→ **Your assignment**
From the entries that follow, gather each line holding the word "postgres".

→ **Entries shown**

_ _ _

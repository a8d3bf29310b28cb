use crate::application::repos::RepoError;

/// Collapse sqlx's error surface into the repository error classes the
/// services branch on.
pub fn map_sqlx_error(err: sqlx::Error) -> RepoError {
    let sqlx::Error::Database(db) = err else {
        return match err {
            sqlx::Error::RowNotFound => RepoError::NotFound,
            other => RepoError::from_persistence(other),
        };
    };

    let message = db.message();
    if message.contains("duplicate key") {
        return RepoError::Duplicate {
            constraint: db.constraint().unwrap_or("unknown").to_string(),
        };
    }
    if message.contains("violates foreign key constraint")
        || message.contains("invalid input syntax")
    {
        return RepoError::InvalidInput {
            message: message.to_string(),
        };
    }
    if message.contains("canceling statement due to user request") {
        return RepoError::Timeout;
    }
    if message.contains("violates") {
        return RepoError::Integrity {
            message: message.to_string(),
        };
    }

    RepoError::from_persistence(message)
}
fn build_logging_settings(logging: RawLoggingSettings) -> Result<LoggingSettings, LoadError> {
    let level = match logging.level {
        Some(level) => LevelFilter::from_str(level.as_str()).map_err(|err| {
            LoadError::invalid("logging.level", format!("failed to parse: {err}"))
        })?,
        None => LevelFilter::INFO,
    };

    let format = if logging.json.unwrap_or(false) {
        LogFormat::Json
    } else {
        LogFormat::Compact
    };

    Ok(LoggingSettings { level, format })
}

fn build_database_settings(database: RawDatabaseSettings) -> Result<DatabaseSettings, LoadError> {
    let url = database.url.and_then(|value| {
        let trimmed = value.trim();
        (!trimmed.is_empty()).then(|| trimmed.to_string())
    });

    let max_value = database.max_connections.unwrap_or(DEFAULT_DB_MAX_CONNECTIONS);
    let max_connections = non_zero_u32(max_value.into(), "database.max_connections")?;

    Ok(DatabaseSettings {
        url,
        max_connections,
    })
}

fn build_upload_settings(uploads: RawUploadSettings) -> Result<UploadSettings, LoadError> {
    let directory = uploads
        .directory
        .unwrap_or_else(|| PathBuf::from(DEFAULT_UPLOAD_DIR));

    let max_request_bytes_value = uploads
        .max_request_bytes
        .unwrap_or(DEFAULT_UPLOAD_REQUEST_LIMIT_BYTES);
    let max_request_bytes = NonZeroU64::new(max_request_bytes_value).ok_or_else(|| {
        LoadError::invalid("uploads.max_request_bytes", "must be greater than zero")
    })?;
    usize::try_from(max_request_bytes_value).map_err(|_| {
        LoadError::invalid(
            "uploads.max_request_bytes",
            "value exceeds supported range for usize",
        )
    })?;

    Ok(UploadSettings {
        directory,
        max_request_bytes,
    })
}

fn build_api_rate_limit_settings(
    api_rate_limit: RawApiRateLimitSettings,
) -> Result<ApiRateLimitSettings, LoadError> {
    let window_value = api_rate_limit
        .window_seconds
        .unwrap_or(DEFAULT_API_RATE_LIMIT_WINDOW_SECS);
    let window_seconds = non_zero_u32(window_value, "api_rate_limit.window_seconds")?;

    let max_value = api_rate_limit
        .max_requests
        .unwrap_or(DEFAULT_API_RATE_LIMIT_MAX_REQUESTS);
    let max_requests = non_zero_u32(max_value, "api_rate_limit.max_requests")?;

    Ok(ApiRateLimitSettings {
        window_seconds,
        max_requests,
    })
}

fn build_session_settings(sessions: RawSessionSettings) -> Result<SessionSettings, LoadError> {
    let ttl_days = sessions.ttl_days.unwrap_or(DEFAULT_SESSION_TTL_DAYS);
    if ttl_days == 0 {
        return Err(LoadError::invalid(
            "sessions.ttl_days",
            "must be greater than zero",
        ));
    }

    Ok(SessionSettings {
        ttl: Duration::from_secs(ttl_days * 24 * 60 * 60),
        secure_cookies: sessions.secure_cookies.unwrap_or(false),
    })
}

fn parse_socket_addr(host: &str, port: u16) -> Result<SocketAddr, String> {
    format!("{host}:{port}")
        .parse()
        .map_err(|err| format!("failed to parse `{host}:{port}`: {err}"))
}

fn non_zero_u32(value: u64, key: &'static str) -> Result<NonZeroU32, LoadError> {
    let value = u32::try_from(value)
        .map_err(|_| LoadError::invalid(key, "value exceeds supported range"))?;
    NonZeroU32::new(value).ok_or_else(|| LoadError::invalid(key, "must be greater than zero"))
}

#[cfg(test)]
mod tests {
    use serial_test::serial;

    use super::*;

    fn bare_cli() -> CliArgs {
        CliArgs {
            config_file: None,
            command: None,
        }
    }

    #[test]
    #[serial]
    fn defaults_resolve_without_any_sources() {
        let settings = load(&bare_cli()).expect("load defaults");
        assert_eq!(settings.server.addr.port(), DEFAULT_PORT);
        assert_eq!(settings.database.max_connections.get(), 8);
        assert_eq!(settings.sessions.ttl.as_secs(), 30 * 24 * 60 * 60);
        assert!(!settings.sessions.secure_cookies);
    }

    #[test]
    #[serial]
    fn serve_overrides_take_precedence() {
        let cli = CliArgs {
            config_file: None,
            command: Some(Command::Serve(Box::new(ServeArgs {
                overrides: ServeOverrides {
                    server_port: Some(8080),
                    database_url: Some("postgres://localhost/dailypoet".to_string()),
                    sessions_ttl_days: Some(7),
                    ..ServeOverrides::default()
                },
            }))),
        };

        let settings = load(&cli).expect("load with overrides");
        assert_eq!(settings.server.addr.port(), 8080);
        assert_eq!(
            settings.database.url.as_deref(),
            Some("postgres://localhost/dailypoet")
        );
        assert_eq!(settings.sessions.ttl.as_secs(), 7 * 24 * 60 * 60);
    }

    #[test]
    #[serial]
    fn zero_port_is_rejected() {
        let cli = CliArgs {
            config_file: None,
            command: Some(Command::Serve(Box::new(ServeArgs {
                overrides: ServeOverrides {
                    server_port: Some(0),
                    ..ServeOverrides::default()
                },
            }))),
        };

        assert!(load(&cli).is_err());
    }

    #[test]
    #[serial]
    fn blank_database_url_collapses_to_none() {
        let cli = CliArgs {
            config_file: None,
            command: Some(Command::Serve(Box::new(ServeArgs {
                overrides: ServeOverrides {
                    database_url: Some("   ".to_string()),
                    ..ServeOverrides::default()
                },
            }))),
        };

        let settings = load(&cli).expect("load");
        assert_eq!(settings.database.url, None);
    }
}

_ _ _

→ **Task output**
                    database_url: Some("postgres://localhost/dailypoet".to_string()),
            Some("postgres://localhost/dailypoet")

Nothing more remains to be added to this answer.